> **Prompt**
Provide only the number of lines below that contain the word "json".

> **Data shown**
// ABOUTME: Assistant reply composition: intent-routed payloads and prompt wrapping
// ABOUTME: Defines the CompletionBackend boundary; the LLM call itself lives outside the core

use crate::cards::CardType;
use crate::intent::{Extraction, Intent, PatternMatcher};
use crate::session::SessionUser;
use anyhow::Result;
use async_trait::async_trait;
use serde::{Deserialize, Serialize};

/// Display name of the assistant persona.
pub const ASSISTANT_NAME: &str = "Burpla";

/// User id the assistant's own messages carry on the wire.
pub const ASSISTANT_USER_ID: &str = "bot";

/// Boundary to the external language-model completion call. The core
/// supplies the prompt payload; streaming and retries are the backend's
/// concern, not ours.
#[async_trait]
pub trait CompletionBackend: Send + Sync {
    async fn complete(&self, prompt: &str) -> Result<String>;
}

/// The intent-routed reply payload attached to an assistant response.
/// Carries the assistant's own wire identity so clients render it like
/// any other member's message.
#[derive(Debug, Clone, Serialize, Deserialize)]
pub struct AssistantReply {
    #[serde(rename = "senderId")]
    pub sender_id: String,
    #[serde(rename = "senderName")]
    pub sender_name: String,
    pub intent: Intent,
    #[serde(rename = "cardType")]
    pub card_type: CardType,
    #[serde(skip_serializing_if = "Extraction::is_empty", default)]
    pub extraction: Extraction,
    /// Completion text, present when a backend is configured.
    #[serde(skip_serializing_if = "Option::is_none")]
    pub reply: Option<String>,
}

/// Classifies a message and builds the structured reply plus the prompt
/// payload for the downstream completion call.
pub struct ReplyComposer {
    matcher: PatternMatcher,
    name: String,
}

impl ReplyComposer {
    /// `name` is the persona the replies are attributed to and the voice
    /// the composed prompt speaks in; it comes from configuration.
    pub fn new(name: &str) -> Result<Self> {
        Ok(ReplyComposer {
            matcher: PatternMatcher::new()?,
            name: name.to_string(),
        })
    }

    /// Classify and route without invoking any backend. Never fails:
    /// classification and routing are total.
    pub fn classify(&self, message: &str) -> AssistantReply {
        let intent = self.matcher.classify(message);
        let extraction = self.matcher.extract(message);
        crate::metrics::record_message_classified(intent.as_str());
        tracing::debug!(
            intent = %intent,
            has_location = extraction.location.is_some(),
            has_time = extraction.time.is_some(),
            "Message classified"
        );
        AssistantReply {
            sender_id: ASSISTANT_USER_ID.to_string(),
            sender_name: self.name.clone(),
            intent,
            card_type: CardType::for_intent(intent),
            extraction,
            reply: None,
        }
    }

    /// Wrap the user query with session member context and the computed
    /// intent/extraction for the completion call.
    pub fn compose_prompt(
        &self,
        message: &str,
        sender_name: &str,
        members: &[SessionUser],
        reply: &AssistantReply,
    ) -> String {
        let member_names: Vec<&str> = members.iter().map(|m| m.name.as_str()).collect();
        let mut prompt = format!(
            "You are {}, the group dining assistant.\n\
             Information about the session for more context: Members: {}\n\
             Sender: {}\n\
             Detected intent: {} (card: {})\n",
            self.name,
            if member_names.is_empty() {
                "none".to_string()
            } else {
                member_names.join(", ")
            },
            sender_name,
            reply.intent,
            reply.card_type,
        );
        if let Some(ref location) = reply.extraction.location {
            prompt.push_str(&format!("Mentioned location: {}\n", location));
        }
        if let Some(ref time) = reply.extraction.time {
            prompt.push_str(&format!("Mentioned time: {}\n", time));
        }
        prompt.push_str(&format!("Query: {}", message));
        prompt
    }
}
* * *
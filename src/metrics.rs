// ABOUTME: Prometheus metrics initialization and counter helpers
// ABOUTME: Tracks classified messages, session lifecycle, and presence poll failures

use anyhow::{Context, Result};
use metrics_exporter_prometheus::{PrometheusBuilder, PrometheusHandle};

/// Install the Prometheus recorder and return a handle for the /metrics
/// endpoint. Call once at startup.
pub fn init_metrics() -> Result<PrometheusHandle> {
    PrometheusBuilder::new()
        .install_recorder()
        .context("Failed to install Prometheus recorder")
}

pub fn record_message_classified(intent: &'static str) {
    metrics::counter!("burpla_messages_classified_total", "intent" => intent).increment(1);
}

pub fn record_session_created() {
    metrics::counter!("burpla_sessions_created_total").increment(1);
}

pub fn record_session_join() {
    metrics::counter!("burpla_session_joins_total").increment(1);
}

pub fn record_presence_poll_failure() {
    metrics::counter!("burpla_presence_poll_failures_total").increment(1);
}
* * *
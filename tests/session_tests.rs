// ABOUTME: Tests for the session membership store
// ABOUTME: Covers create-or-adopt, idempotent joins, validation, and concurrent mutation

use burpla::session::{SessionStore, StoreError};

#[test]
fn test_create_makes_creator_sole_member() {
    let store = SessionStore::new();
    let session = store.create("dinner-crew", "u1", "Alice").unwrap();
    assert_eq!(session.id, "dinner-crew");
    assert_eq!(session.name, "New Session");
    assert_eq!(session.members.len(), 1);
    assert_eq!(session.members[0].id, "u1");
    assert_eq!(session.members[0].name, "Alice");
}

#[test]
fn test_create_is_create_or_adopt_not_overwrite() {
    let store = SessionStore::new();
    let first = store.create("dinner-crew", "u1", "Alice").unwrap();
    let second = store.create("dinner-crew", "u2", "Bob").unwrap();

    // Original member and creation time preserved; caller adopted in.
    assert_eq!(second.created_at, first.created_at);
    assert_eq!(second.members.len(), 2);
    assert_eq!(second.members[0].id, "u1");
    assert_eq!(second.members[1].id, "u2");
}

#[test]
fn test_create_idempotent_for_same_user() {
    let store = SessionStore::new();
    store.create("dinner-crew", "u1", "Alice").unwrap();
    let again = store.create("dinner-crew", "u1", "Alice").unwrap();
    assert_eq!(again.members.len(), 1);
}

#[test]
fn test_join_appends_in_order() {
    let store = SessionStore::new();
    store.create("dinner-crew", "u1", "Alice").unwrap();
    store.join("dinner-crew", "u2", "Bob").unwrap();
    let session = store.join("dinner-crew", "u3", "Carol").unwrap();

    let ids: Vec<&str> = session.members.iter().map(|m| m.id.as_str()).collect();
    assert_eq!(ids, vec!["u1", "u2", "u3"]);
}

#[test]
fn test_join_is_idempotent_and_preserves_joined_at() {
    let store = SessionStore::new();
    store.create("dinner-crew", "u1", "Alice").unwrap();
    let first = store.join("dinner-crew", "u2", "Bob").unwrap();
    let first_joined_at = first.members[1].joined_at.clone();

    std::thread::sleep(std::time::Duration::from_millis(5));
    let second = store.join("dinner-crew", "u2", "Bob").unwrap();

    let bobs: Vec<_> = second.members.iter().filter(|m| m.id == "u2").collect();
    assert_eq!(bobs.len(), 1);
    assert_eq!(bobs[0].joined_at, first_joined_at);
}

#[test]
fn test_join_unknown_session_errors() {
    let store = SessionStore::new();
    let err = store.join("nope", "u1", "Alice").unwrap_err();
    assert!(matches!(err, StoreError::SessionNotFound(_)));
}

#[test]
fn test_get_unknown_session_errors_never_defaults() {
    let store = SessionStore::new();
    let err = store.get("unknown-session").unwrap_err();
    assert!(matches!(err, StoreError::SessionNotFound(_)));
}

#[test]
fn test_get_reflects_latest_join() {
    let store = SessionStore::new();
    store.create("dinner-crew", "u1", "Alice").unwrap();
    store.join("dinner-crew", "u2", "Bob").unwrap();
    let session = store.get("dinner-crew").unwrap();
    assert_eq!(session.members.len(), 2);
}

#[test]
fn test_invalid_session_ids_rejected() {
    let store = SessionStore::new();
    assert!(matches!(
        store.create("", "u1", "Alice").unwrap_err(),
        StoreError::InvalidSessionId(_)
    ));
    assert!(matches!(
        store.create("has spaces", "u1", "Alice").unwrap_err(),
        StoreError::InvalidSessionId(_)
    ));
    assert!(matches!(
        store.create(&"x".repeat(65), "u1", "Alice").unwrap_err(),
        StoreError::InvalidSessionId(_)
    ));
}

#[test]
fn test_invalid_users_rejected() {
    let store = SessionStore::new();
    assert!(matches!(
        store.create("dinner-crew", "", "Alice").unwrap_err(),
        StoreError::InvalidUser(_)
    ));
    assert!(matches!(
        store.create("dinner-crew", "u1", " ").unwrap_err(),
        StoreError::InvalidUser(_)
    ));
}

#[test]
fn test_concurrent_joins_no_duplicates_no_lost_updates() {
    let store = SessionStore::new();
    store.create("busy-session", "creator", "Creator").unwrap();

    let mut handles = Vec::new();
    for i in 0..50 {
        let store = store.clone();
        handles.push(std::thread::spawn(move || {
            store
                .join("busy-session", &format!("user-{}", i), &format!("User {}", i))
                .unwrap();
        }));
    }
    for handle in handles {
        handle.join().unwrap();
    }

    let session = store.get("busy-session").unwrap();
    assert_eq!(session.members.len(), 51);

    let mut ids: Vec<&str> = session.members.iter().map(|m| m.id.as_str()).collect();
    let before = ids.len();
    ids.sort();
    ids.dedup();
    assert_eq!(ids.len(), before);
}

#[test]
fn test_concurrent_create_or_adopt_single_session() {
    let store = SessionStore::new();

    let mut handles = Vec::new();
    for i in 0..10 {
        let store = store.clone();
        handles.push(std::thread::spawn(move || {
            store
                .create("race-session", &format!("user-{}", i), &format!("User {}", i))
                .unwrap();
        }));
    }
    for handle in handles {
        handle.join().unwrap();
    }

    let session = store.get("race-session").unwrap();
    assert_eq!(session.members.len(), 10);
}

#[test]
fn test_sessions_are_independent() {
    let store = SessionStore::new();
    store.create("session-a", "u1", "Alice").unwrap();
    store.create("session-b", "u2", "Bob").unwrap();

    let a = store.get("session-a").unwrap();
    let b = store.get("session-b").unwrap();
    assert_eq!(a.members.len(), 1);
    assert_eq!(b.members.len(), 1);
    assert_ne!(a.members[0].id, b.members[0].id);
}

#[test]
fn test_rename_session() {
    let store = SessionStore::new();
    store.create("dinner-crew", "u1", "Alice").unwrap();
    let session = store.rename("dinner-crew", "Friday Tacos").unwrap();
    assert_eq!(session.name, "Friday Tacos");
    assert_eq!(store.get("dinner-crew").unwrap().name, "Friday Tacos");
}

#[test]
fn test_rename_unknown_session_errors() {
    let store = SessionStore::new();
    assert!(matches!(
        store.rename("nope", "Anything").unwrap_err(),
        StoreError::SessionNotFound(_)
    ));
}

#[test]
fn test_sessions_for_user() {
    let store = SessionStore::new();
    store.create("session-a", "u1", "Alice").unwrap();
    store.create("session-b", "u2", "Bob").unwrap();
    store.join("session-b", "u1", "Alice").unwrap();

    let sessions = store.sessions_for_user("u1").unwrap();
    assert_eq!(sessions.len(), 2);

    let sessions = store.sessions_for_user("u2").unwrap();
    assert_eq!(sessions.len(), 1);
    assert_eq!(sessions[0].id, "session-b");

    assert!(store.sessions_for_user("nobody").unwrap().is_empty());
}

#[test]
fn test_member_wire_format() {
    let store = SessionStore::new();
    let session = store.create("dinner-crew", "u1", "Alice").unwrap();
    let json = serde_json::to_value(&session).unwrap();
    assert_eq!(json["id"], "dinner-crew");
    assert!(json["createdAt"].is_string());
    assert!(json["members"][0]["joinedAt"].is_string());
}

> **Expected answer**
4